Member of Parliament, Rajya Sabha
- In office 1969–1972
- Constituency: Uttar Pradesh

Member of the Constituent Assembly
- In office 1946–1950

Personal details
- Born: 1902 Aligarh, Uttar Pradesh
- Died: 4 August 1977
- Party: Indian National Congress
- Children: Sheela Gautam
- Occupation: Independence activist, politician

= Mohan Lal Gautam =

Indian independence activist and politician (1902–1977)

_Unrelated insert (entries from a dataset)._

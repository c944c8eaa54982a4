//! Operation lifecycle and the context bound to one staging folder.

use std::path::{Path, PathBuf};
use std::sync::Arc;

use stagehand_core::StateSink;
use tokio_util::sync::CancellationToken;
use tracing::{debug, info};

use crate::error::OperateError;
use crate::subcontext::SubcontextStore;

/// Where an operation stands.
#[derive(Clone, Copy, Debug, PartialEq, Eq)]
pub enum OperationState {
    /// Checking caller parameters; nothing on disk yet.
    Validating,
    /// Staging folder locked and intent persisted.
    Loaded,
    /// Operation kind matched and running.
    Dispatched,
    /// Finished; checkpoints still on disk.
    Succeeded,
    /// Ended with an error; checkpoints kept for resume.
    Failed,
    /// Checkpoints removed. Terminal.
    Retired,
}

impl OperationState {
    /// Whether `self → next` is a legal transition.
    pub fn can_advance_to(self, next: OperationState) -> bool {
        use OperationState::{Dispatched, Failed, Loaded, Retired, Succeeded, Validating};
        matches!(
            (self, next),
            (Validating, Loaded | Failed)
                | (Loaded, Dispatched | Failed)
                | (Dispatched, Succeeded | Failed)
                | (Succeeded, Retired | Failed)
        )
    }
}

/// State machine guard for one operation run.
#[derive(Debug)]
pub struct Lifecycle {
    state: OperationState,
}

impl Lifecycle {
    /// Start in [`OperationState::Validating`].
    pub fn new() -> Self {
        Self {
            state: OperationState::Validating,
        }
    }

    /// Current state.
    pub fn state(&self) -> OperationState {
        self.state
    }

    /// Move to `next`, rejecting illegal transitions.
    pub fn advance(&mut self, next: OperationState) -> Result<(), OperateError> {
        if !self.state.can_advance_to(next) {
            return Err(OperateError::IllegalTransition {
                from: self.state,
                to: next,
            });
        }
        debug!(from = ?self.state, to = ?next, "operation state");
        self.state = next;
        Ok(())
    }
}

impl Default for Lifecycle {
    fn default() -> Self {
        Self::new()
    }
}

/// Directory (under the staging folder) holding checkpoints and downloads.
pub const STATE_DIR: &str = ".stagehand";

/// One operation's view of its staging folder.
pub struct OperationContext {
    staging: PathBuf,
    subcontexts: SubcontextStore,
    sink: Arc<dyn StateSink>,
    cancel: CancellationToken,
    lifecycle: Lifecycle,
}

impl OperationContext {
    /// Bind to `staging`, taking over `lifecycle`.
    pub fn new(
        staging: impl Into<PathBuf>,
        sink: Arc<dyn StateSink>,
        cancel: CancellationToken,
        lifecycle: Lifecycle,
    ) -> Self {
        let staging = staging.into();
        let subcontexts = SubcontextStore::new(staging.join(STATE_DIR).join("checkpoints"));
        Self {
            staging,
            subcontexts,
            sink,
            cancel,
            lifecycle,
        }
    }

    /// The staging folder.
    pub fn staging(&self) -> &Path {
        &self.staging
    }

    /// Where in-progress downloads live.
    pub fn downloads_dir(&self) -> PathBuf {
        self.staging.join(STATE_DIR).join("downloads")
    }

    /// Checkpoint storage for this staging folder.
    pub fn subcontexts(&self) -> &SubcontextStore {
        &self.subcontexts
    }

    /// Log/progress sink.
    pub fn sink(&self) -> &Arc<dyn StateSink> {
        &self.sink
    }

    /// The operation's cancellation scope.
    pub fn cancel_token(&self) -> &CancellationToken {
        &self.cancel
    }

    /// Fail with [`OperateError::Cancelled`] if cancellation was requested.
    pub fn check_cancelled(&self) -> Result<(), OperateError> {
        if self.cancel.is_cancelled() {
            Err(OperateError::Cancelled)
        } else {
            Ok(())
        }
    }

    /// Current lifecycle state.
    pub fn state(&self) -> OperationState {
        self.lifecycle.state()
    }

    /// Advance the lifecycle.
    pub fn advance(&mut self, next: OperationState) -> Result<(), OperateError> {
        self.lifecycle.advance(next)
    }

    /// Remove every checkpoint and the download area.
    ///
    /// Only legal once the operation has succeeded.
    pub fn retire(&mut self) -> Result<(), OperateError> {
        if !self.state().can_advance_to(OperationState::Retired) {
            return Err(OperateError::IllegalTransition {
                from: self.state(),
                to: OperationState::Retired,
            });
        }
        self.subcontexts
            .clear()
            .map_err(|e| OperateError::Retire(format!("removing checkpoints: {e}")))?;
        remove_dir_if_present(&self.downloads_dir())
            .map_err(|e| OperateError::Retire(format!("removing downloads: {e}")))?;
        // Only removed when empty.
        let _ = std::fs::remove_dir(self.staging.join(STATE_DIR));
        self.advance(OperationState::Retired)?;
        info!(staging = %self.staging.display(), "retired operation context");
        Ok(())
    }
}

fn remove_dir_if_present(path: &Path) -> std::io::Result<()> {
    match std::fs::remove_dir_all(path) {
        Err(e) if e.kind() != std::io::ErrorKind::NotFound => Err(e),
        _ => Ok(()),
    }
}

#[cfg(test)]
mod tests {
    use super::*;
    use crate::subcontext::Subcontext;
    use serde::{Deserialize, Serialize};
    use stagehand_core::TracingSink;

    #[derive(Default, Serialize, Deserialize)]
    struct Marker {
        n: u8,
    }

    impl Subcontext for Marker {
        const KEY: &'static str = "marker";
    }

    fn ctx(dir: &Path) -> OperationContext {
        let mut lifecycle = Lifecycle::new();
        lifecycle.advance(OperationState::Loaded).unwrap();
        OperationContext::new(dir, Arc::new(TracingSink), CancellationToken::new(), lifecycle)
    }

    #[test]
    fn legal_path_to_retired() {
        let mut l = Lifecycle::new();
        for s in [
            OperationState::Loaded,
            OperationState::Dispatched,
            OperationState::Succeeded,
            OperationState::Retired,
        ] {
            l.advance(s).unwrap();
        }
        assert_eq!(l.state(), OperationState::Retired);
    }

    #[test]
    fn illegal_transitions_are_errors() {
        let mut l = Lifecycle::new();
        assert!(matches!(
            l.advance(OperationState::Succeeded),
            Err(OperateError::IllegalTransition { .. })
        ));
        l.advance(OperationState::Failed).unwrap();
        assert!(l.advance(OperationState::Retired).is_err());
        assert!(l.advance(OperationState::Loaded).is_err());
        assert!(!OperationState::Retired.can_advance_to(OperationState::Failed));
        assert!(!OperationState::Dispatched.can_advance_to(OperationState::Retired));
    }

    #[test]
    fn retire_requires_success() {
        let dir = tempfile::tempdir().unwrap();
        let mut c = ctx(dir.path());
        c.subcontexts().save(&Marker { n: 1 }).unwrap();
        assert!(c.retire().is_err());
        assert_eq!(c.subcontexts().keys().unwrap(), vec!["marker"]);
    }

    #[test]
    fn retire_removes_checkpoints_and_downloads_only() {
        let dir = tempfile::tempdir().unwrap();
        let mut c = ctx(dir.path());
        c.subcontexts().save(&Marker { n: 1 }).unwrap();
        std::fs::create_dir_all(c.downloads_dir()).unwrap();
        std::fs::write(c.downloads_dir().join("a.bin"), b"x").unwrap();
        std::fs::create_dir_all(dir.path().join("install")).unwrap();

        c.advance(OperationState::Dispatched).unwrap();
        c.advance(OperationState::Succeeded).unwrap();
        c.retire().unwrap();

        assert_eq!(c.state(), OperationState::Retired);
        assert!(!dir.path().join(STATE_DIR).exists());
        assert!(dir.path().join("install").exists());
    }

    #[test]
    fn check_cancelled_follows_token() {
        let dir = tempfile::tempdir().unwrap();
        let c = ctx(dir.path());
        assert!(c.check_cancelled().is_ok());
        c.cancel_token().cancel();
        assert!(matches!(c.check_cancelled(), Err(OperateError::Cancelled)));
    }
}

Mohan Lal Gautam (1902–1977) was an Indian independence activist and politician who served as a member of the Constituent Assembly of India. A joint secretary of the Congress Socialist Party (1934) and later General Secretary of the All India Congress Committee (AICC), Gautam participated in the anti-colonial freedom struggles such as the Non-Cooperation and Quit India movements. After independence, he served in the Uttar Pradesh cabinet as Minister for Local Self-Government (1952–1954) under Govind Ballabh Pant, and later as Minister for Cooperation and Agriculture under Sampurnanand. He also served as a Member of Parliament in the Rajya Sabha representing Uttar Pradesh from 1969 to 1972.

==Career==
Gautam was born in 1902 in the Aligarh district of Uttar Pradesh. He was active in the Indian Independence movement. In 1934, he was a founding member of the Congress Socialist Party (CSP) and served as the joint secretary of CSP. CSP was founded within the Indian National Congress. In 1950, when Purushottam Tandon was serving as the president of Congress Party, Gautam was appointed as the General Secretary of the party. According to political scientist Paul Brass, Gautam was Tandon's main political organiser. Under his tenure as general secretary, Gautam helped to distribute Congress tickets for the 1952 General Elections. In 1962 general election, he contested from the Khair constituency in Aligarh but was defeated.

He died on 4th August 1977.

==Personal life==
Gautam was born in a Brahmin family. His daughter, Sheela Gautam, was a four-time Member of Parliament (MP) from Aligarh constituency and the founder of Sheela Foam Limited (Sleepwell).